**About this task:**
The expected output is each line below containing "constants", copied in full.

*** Opening of Data ***

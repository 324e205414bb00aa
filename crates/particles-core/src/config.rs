//! Simulation configuration.
//!
//! Every tunable knob lives here, grouped by concern, with defaults taken
//! from `constants.rs`. Fields are public; call [`SimConfig::validate`] (or
//! build a `Simulation`, which does) after changing them.

use glam::Vec3;

use crate::constants::*;
use crate::error::ConfigError;
use crate::mode::GestureConfig;
use crate::shapes::ShapeParams;
use crate::viewport::Viewport;

#[derive(Clone, Debug, PartialEq)]
pub struct ForceGains {
    pub homing: f32,
    pub pinch: f32,
    pub pinch_jitter: f32,
    pub follow: f32,
    pub follow_radius: f32,
    pub swirl: f32,
    pub shape: f32,
    pub lock_epsilon: f32,
    pub line: f32,
    pub line_jitter: f32,
    pub explosion: f32,
}

impl Default for ForceGains {
    fn default() -> Self {
        Self {
            homing: HOMING_GAIN,
            pinch: PINCH_GAIN,
            pinch_jitter: PINCH_JITTER,
            follow: FOLLOW_GAIN,
            follow_radius: FOLLOW_RADIUS,
            swirl: SWIRL_GAIN,
            shape: SHAPE_GAIN,
            lock_epsilon: LOCK_EPSILON,
            line: LINE_GAIN,
            line_jitter: LINE_JITTER,
            explosion: EXPLOSION_GAIN,
        }
    }
}

/// Per-frame velocity multipliers, all strictly inside `(0, 1)`.
#[derive(Clone, Debug, PartialEq)]
pub struct Friction {
    pub free: f32,
    pub pinch: f32,
    pub shape: f32,
    pub line: f32,
}

impl Default for Friction {
    fn default() -> Self {
        Self {
            free: FREE_FRICTION,
            pinch: PINCH_FRICTION,
            shape: SHAPE_FRICTION,
            line: LINE_FRICTION,
        }
    }
}

#[derive(Clone, Debug, PartialEq)]
pub struct Palette {
    pub calm: Vec3,
    pub follow: Vec3,
    pub pinch: Vec3,
    pub shape: Vec3,
    pub line: Vec3,
    pub explosion: Vec3,
}

impl Default for Palette {
    fn default() -> Self {
        Self {
            calm: Vec3::from(CALM_COLOR),
            follow: Vec3::from(FOLLOW_COLOR),
            pinch: Vec3::from(PINCH_COLOR),
            shape: Vec3::from(SHAPE_COLOR),
            line: Vec3::from(LINE_COLOR),
            explosion: Vec3::from(EXPLOSION_COLOR),
        }
    }
}

/// Lerp factors toward each palette entry, per frame.
#[derive(Clone, Debug, PartialEq)]
pub struct BlendRates {
    pub calm: f32,
    pub follow: f32,
    pub pinch: f32,
    pub shape: f32,
    pub line: f32,
    pub explosion: f32,
}

impl Default for BlendRates {
    fn default() -> Self {
        Self {
            calm: CALM_COLOR_RATE,
            follow: FOLLOW_COLOR_RATE,
            pinch: PINCH_COLOR_RATE,
            shape: SHAPE_COLOR_RATE,
            line: LINE_COLOR_RATE,
            explosion: EXPLOSION_COLOR_RATE,
        }
    }
}

#[derive(Clone, Debug, PartialEq)]
pub struct SimConfig {
    pub count: usize,
    /// Rest volume as a fraction of [`Viewport::bounds`], per axis, in `(0, 1]`.
    pub spawn_fraction: Vec3,
    /// `Some` makes spawning, jitter and shape sampling reproducible.
    pub seed: Option<u64>,
    pub viewport: Viewport,
    /// Upper clamp for the frame delta, in seconds.
    pub max_delta: f32,
    pub distance_epsilon: f32,
    pub bounce: f32,
    pub forces: ForceGains,
    pub friction: Friction,
    pub palette: Palette,
    pub blend: BlendRates,
    pub gestures: GestureConfig,
    pub shapes: ShapeParams,
    /// Scene rotation about +y, rad/s.
    pub spin_rate: f32,
}

impl Default for SimConfig {
    fn default() -> Self {
        Self {
            count: PARTICLE_COUNT,
            spawn_fraction: Vec3::from(SPAWN_FRACTION),
            seed: None,
            viewport: Viewport::default(),
            max_delta: MAX_DELTA_SEC,
            distance_epsilon: DISTANCE_EPSILON,
            bounce: BOUNCE,
            forces: ForceGains::default(),
            friction: Friction::default(),
            palette: Palette::default(),
            blend: BlendRates::default(),
            gestures: GestureConfig::default(),
            shapes: ShapeParams::default(),
            spin_rate: SPIN_RATE,
        }
    }
}

fn unit_open(name: &'static str, value: f32) -> Result<(), ConfigError> {
    if value > 0.0 && value < 1.0 {
        Ok(())
    } else {
        Err(ConfigError::Friction { name, value })
    }
}

fn unit_closed(name: &'static str, value: f32) -> Result<(), ConfigError> {
    if (0.0..=1.0).contains(&value) {
        Ok(())
    } else {
        Err(ConfigError::BlendRate { name, value })
    }
}

fn color(name: &'static str, value: Vec3) -> Result<(), ConfigError> {
    if value.cmpge(Vec3::ZERO).all() && value.cmple(Vec3::ONE).all() {
        Ok(())
    } else {
        Err(ConfigError::Color {
            name,
            value: value.to_array(),
        })
    }
}

fn non_negative(name: &'static str, value: f32) -> Result<(), ConfigError> {
    if value.is_finite() && value >= 0.0 {
        Ok(())
    } else {
        Err(ConfigError::Negative { name, value })
    }
}

fn positive(name: &'static str, value: f32) -> Result<(), ConfigError> {
    if value.is_finite() && value > 0.0 {
        Ok(())
    } else {
        Err(ConfigError::NotPositive { name, value })
    }
}

fn positive_view(name: &'static str, value: f32) -> Result<(), ConfigError> {
    if value.is_finite() && value > 0.0 {
        Ok(())
    } else {
        Err(ConfigError::Viewport { name, value })
    }
}

impl SimConfig {
    pub fn validate(&self) -> Result<(), ConfigError> {
        if self.count == 0 {
            return Err(ConfigError::EmptyParticleSet);
        }

        let v = &self.viewport;
        positive_view("camera_distance", v.camera_distance)?;
        positive_view("fovy_radians", v.fovy_radians)?;
        positive_view("aspect", v.aspect)?;
        positive_view("depth_bound", v.depth_bound)?;

        let s = self.spawn_fraction;
        if !(s.cmpgt(Vec3::ZERO).all() && s.cmple(Vec3::ONE).all()) {
            return Err(ConfigError::SpawnFraction {
                value: s.to_array(),
            });
        }

        unit_open("bounce", self.bounce)?;
        let f = &self.friction;
        unit_open("friction.free", f.free)?;
        unit_open("friction.pinch", f.pinch)?;
        unit_open("friction.shape", f.shape)?;
        unit_open("friction.line", f.line)?;

        let b = &self.blend;
        unit_closed("blend.calm", b.calm)?;
        unit_closed("blend.follow", b.follow)?;
        unit_closed("blend.pinch", b.pinch)?;
        unit_closed("blend.shape", b.shape)?;
        unit_closed("blend.line", b.line)?;
        unit_closed("blend.explosion", b.explosion)?;

        let p = &self.palette;
        color("palette.calm", p.calm)?;
        color("palette.follow", p.follow)?;
        color("palette.pinch", p.pinch)?;
        color("palette.shape", p.shape)?;
        color("palette.line", p.line)?;
        color("palette.explosion", p.explosion)?;

        let g = &self.forces;
        for (name, value) in [
            ("forces.homing", g.homing),
            ("forces.pinch", g.pinch),
            ("forces.pinch_jitter", g.pinch_jitter),
            ("forces.follow", g.follow),
            ("forces.follow_radius", g.follow_radius),
            ("forces.swirl", g.swirl),
            ("forces.shape", g.shape),
            ("forces.lock_epsilon", g.lock_epsilon),
            ("forces.line", g.line),
            ("forces.line_jitter", g.line_jitter),
            ("forces.explosion", g.explosion),
            ("max_delta", self.max_delta),
            ("distance_epsilon", self.distance_epsilon),
            ("spin_rate", self.spin_rate),
        ] {
            non_negative(name, value)?;
        }
        // zero decay would leave the shockwave on forever
        positive(
            "gestures.shockwave_decay_per_sec",
            self.gestures.shockwave_decay_per_sec,
        )?;
        // A zero epsilon would let a particle sitting on a hand divide by zero.
        if self.distance_epsilon == 0.0 {
            return Err(ConfigError::ZeroEpsilon);
        }

        let t = &self.shapes.text;
        if t.canvas_width == 0 || t.canvas_height == 0 || t.sample_step == 0 {
            return Err(ConfigError::TextCanvas);
        }
        Ok(())
    }
}
//! Per-frame hand input consumed by the simulation.

use glam::Vec3;
use smallvec::SmallVec;

use crate::viewport::Viewport;

/// Most hands a frame carries; extra detections are dropped.
pub const MAX_HANDS: usize = 2;

/// One tracked hand, already normalised by the input provider.
#[derive(Clone, Copy, Debug, Default, PartialEq)]
pub struct HandState {
    /// Fingertip position in `[-1, 1]`, mirrored so +x is screen right.
    pub x: f32,
    /// Fingertip position in `[-1, 1]`, +y is screen up.
    pub y: f32,
    pub is_pinching: bool,
    /// Extended finger count (0 = fist .. 5 = open hand), `None` when the
    /// provider has no reliable reading.
    pub gesture: Option<u8>,
}

impl HandState {
    pub fn new(x: f32, y: f32, is_pinching: bool, gesture: Option<u8>) -> Self {
        Self {
            x,
            y,
            is_pinching,
            gesture,
        }
    }

    #[inline]
    pub fn to_scene(&self, viewport: &Viewport) -> Vec3 {
        viewport.to_scene(self.x, self.y)
    }
}

/// Zero to two hands observed in one frame. Order follows the provider and
/// is not guaranteed to be stable across frames.
#[derive(Clone, Debug, Default, PartialEq)]
pub struct HandFrame {
    hands: SmallVec<[HandState; MAX_HANDS]>,
}

impl HandFrame {
    pub fn empty() -> Self {
        Self::default()
    }

    pub fn from_hands(hands: impl IntoIterator<Item = HandState>) -> Self {
        Self {
            hands: hands.into_iter().take(MAX_HANDS).collect(),
        }
    }

    pub fn hands(&self) -> &[HandState] {
        &self.hands
    }

    pub fn len(&self) -> usize {
        self.hands.len()
    }

    pub fn is_empty(&self) -> bool {
        self.hands.is_empty()
    }

    pub fn any_pinching(&self) -> bool {
        self.hands.iter().any(|h| h.is_pinching)
    }

    /// Both of exactly two hands are pinching.
    pub fn is_dual_pinch(&self) -> bool {
        self.hands.len() == 2 && self.hands.iter().all(|h| h.is_pinching)
    }

    /// Highest finger count reported by any hand in the frame.
    pub fn dominant_gesture(&self) -> Option<u8> {
        self.hands.iter().filter_map(|h| h.gesture).max()
    }
}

*** Close of Data ***

**Answer for this exercise:**
//! from `constants.rs`. Fields are public; call [`SimConfig::validate`] (or
use crate::constants::*;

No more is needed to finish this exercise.